Should physicians lose their license for posting COVID-19 misinformation? 5 hospital execs weigh in 

Throughout the pandemic, misinformation related to COVID-19 and vaccines has plagued social media platforms, but what happens when physicians are involved in the spread of false, harmful information? 

The Federation of State Medical Boards, a nonprofit that represents all U.S. state medical boards, warned July 29 that physicians and other healthcare professionals could be at risk of losing their medical licenses if they spread COVID-19 vaccine misinformation or disinformation on social media, online and in the media. 

While FSMB has not yet formally defined what constitutes "misinformation" or "disinformation" in its policy, the organization's ethics committee is studying the issues and plans to provide more guidance at a later date, an FSMB spokesperson told Becker's. 

​​"However, we currently view misinformation as sharing or distributing verifiably false information," the spokesperson said, adding that FSMB "define[s] disinformation as sharing or distributing information that the distributor knows is false." 

FSMB's warning came just days before an Aug. 6 school board meeting in Indiana went viral on YouTube, where a video shows family practice physician Dan Stock, MD, speaking out against mandatory COVID-19 vaccination and mask policies. He made several claims about the virus and COVID-19 vaccines that go against information and recommendations from the CDC and Indiana State Department of Health, according to local NBC affiliate WTHR

In July, President Joe Biden called out social media platforms like Facebook for letting vaccine misinformation spread on its services, claiming that the vaccine misinformation is "killing people," CNBC reported. 
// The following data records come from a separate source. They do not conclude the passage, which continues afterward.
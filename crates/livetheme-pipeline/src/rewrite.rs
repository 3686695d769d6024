//! Loader-chain rewriting.
//!
//! Copyright (c) 2025 Posit, PBC
//!
//! Rewrites the host's style rules so that theme variables are injected
//! ahead of the user's own stylesheet content on every compile of every
//! Less file:
//!
//! 1. a variable-injection step is inserted ahead of the terminal
//!    compiler step, and
//! 2. the terminal compiler step is wrapped so the override block is
//!    prepended (import-aware) to the content it is about to process.
//!
//! The rewrite is a pure function over the rule list: the host applies
//! the returned list at its "environment ready" stage, before any
//! compile work begins, so no locking is ever needed.

use std::sync::Arc;

use crate::config::ThemeConfig;
use crate::prepend::PrependHook;
use crate::rule::{
    AdditionalData, LoaderInvocation, LoaderOptions, LoaderStep, PipelineRule, RuleMatcher,
    RuleSteps,
};

/// Identifier of the injected variable-loader step. The idempotency guard
/// scans chains for a loader name containing this substring.
pub const VAR_LOADER_ID: &str = "livetheme-variable-loader";

/// Fixed sentinel filename used to test whether a rule's pattern matcher
/// targets Less files.
const LESS_SENTINEL: &str = "probe.less";

/// Rewrite every Less-matching rule in `rules` for theme injection.
///
/// A rule qualifies only if its matcher is a [`RuleMatcher::Pattern`]
/// whose pattern matches a `.less` filename; rules matched by raw path or
/// predicate, and rules whose steps the rewriter cannot safely interpret,
/// pass through untouched. Applying the rewrite twice is a no-op the
/// second time.
pub fn rewrite_style_rules(rules: Vec<PipelineRule>, config: &ThemeConfig) -> Vec<PipelineRule> {
    let mut rewritten = 0usize;
    let rules: Vec<PipelineRule> = rules
        .into_iter()
        .map(|rule| {
            let (rule, changed) = rewrite_rule(rule, config);
            if changed {
                rewritten += 1;
            }
            rule
        })
        .collect();
    tracing::debug!(total = rules.len(), rewritten, "Rewrote style rules");
    rules
}

fn rule_qualifies(rule: &PipelineRule) -> bool {
    match &rule.test {
        RuleMatcher::Pattern(regex) => regex.is_match(LESS_SENTINEL),
        _ => false,
    }
}

fn rewrite_rule(mut rule: PipelineRule, config: &ThemeConfig) -> (PipelineRule, bool) {
    if !rule_qualifies(&rule) {
        return (rule, false);
    }

    let (steps, changed) = match rule.steps {
        // Shorthand: the single string names the terminal compiler step
        RuleSteps::Single(name) => {
            let wrapped = wrap_loader(name, LoaderOptions::default(), config);
            (RuleSteps::Chain(vec![injected_step(), wrapped]), true)
        }
        // Not a step sequence: cannot safely rewrite
        RuleSteps::Opaque => (RuleSteps::Opaque, false),
        RuleSteps::Chain(mut steps) => {
            let already_injected = steps
                .iter()
                .any(|s| s.loader_name().is_some_and(|n| n.contains(VAR_LOADER_ID)));
            if already_injected {
                (RuleSteps::Chain(steps), false)
            } else {
                match steps.pop() {
                    None => (RuleSteps::Chain(steps), false),
                    // A callback terminal step has no loader reference or
                    // options to preserve: leave the rule untouched
                    Some(last @ LoaderStep::Callback(_)) => {
                        steps.push(last);
                        (RuleSteps::Chain(steps), false)
                    }
                    Some(last) => {
                        let (loader, options) = match last {
                            LoaderStep::Name(name) => (name, LoaderOptions::default()),
                            LoaderStep::Invocation(inv) => (inv.loader, inv.options),
                            LoaderStep::Callback(_) => unreachable!("handled above"),
                        };
                        steps.push(injected_step());
                        steps.push(wrap_loader(loader, options, config));
                        (RuleSteps::Chain(steps), true)
                    }
                }
            }
        }
    };

    rule.steps = steps;
    (rule, changed)
}

/// The injected first-class step that runs ahead of the terminal
/// compiler step.
fn injected_step() -> LoaderStep {
    LoaderStep::Name(VAR_LOADER_ID.to_string())
}

/// Wrap a terminal compiler step: same loader, same options, except that
/// `additional_data` becomes a [`PrependHook`] composed with whatever
/// prepend option was already there.
fn wrap_loader(loader: String, options: LoaderOptions, config: &ThemeConfig) -> LoaderStep {
    let hook = PrependHook::new(config.clone(), options.additional_data);
    LoaderStep::Invocation(LoaderInvocation {
        loader,
        options: LoaderOptions {
            additional_data: Some(AdditionalData::Hook(Arc::new(hook))),
            extra: options.extra,
        },
    })
}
Here, five hospital executives share whether they think physicians should have their licenses suspended or revoked for creating or spreading misinformation and disinformation on social media, online or in the media as well as how their organizations address protocols for managing physician social media activity. 

Editor's note: Responses have been lightly edited for clarity and length. 

John Bulger, DO. CMO, Insurance Operations and Strategic Partnerships, at Geisinger (Danville, Pa.). Regulatory bodies have specific rules as it relates to the practice of medicine — this includes advice given to the public. If those lines are crossed, physicians, as professionals, should be subject to the appropriate consequences. Apart from the regulatory consequences, the self-governance of the medical profession should also monitor this behavior and collegially address it.

Geisinger's social media protocol states that one must clearly note when one is making a personal statement about any subject. One must also not use Geisinger resources to make these statements. Geisinger has a code of conduct that addresses unprofessional behavior.

William (Bill) Melms, MD. CMO at Marshfield (Wis.) Clinic. As deplorable as it would be to spread any misinformation about the vaccine or to do anything to influence people not to get the vaccine, I do believe it would be an overreach to tie licensure to this activity.

We encourage our staff to connect with our communications department ahead of time if they want to post anything educational or informational on social media. Also, we have strict guidelines that prohibit staff from posting anything in opposition to our policies or philosophy if they identify themselves as employees of the clinic.

James Alexander, MD. CMO at Harrisburg (Ill.) Medical Center. Removing a physician's license over a post or statement would seem to be a violation of free speech and allowing minimal due process.  

We do have a program and guidelines in the bylaws for social media and physician behavior in and out of the clinical setting.  

David Rottinghaus, MD. CMO at Butler (Pa.) Health System. If the information is deceptive or misleading, I think they should be suspended with a future review of their board to determine whether to revoke or repeal the license. A prime example is the family practice physician that has been circulated all over YouTube. He should be marginalized and suspended.

We do not monitor the private social media accounts of our employees. 

Richard Miller, MD. CMO at JPS Health Network (Fort Worth, Texas). Yes. I totally agree that spreading false information about COVID-19 and the vaccine is against our oath to help our patients. They should be at risk of losing their medical license.

We have a zero tolerance policy for any employee that posts patient information on social media. Derogatory comments regarding the workplace or any disparaging posts about our institution or any other employee also have zero tolerance. They are dismissed immediately.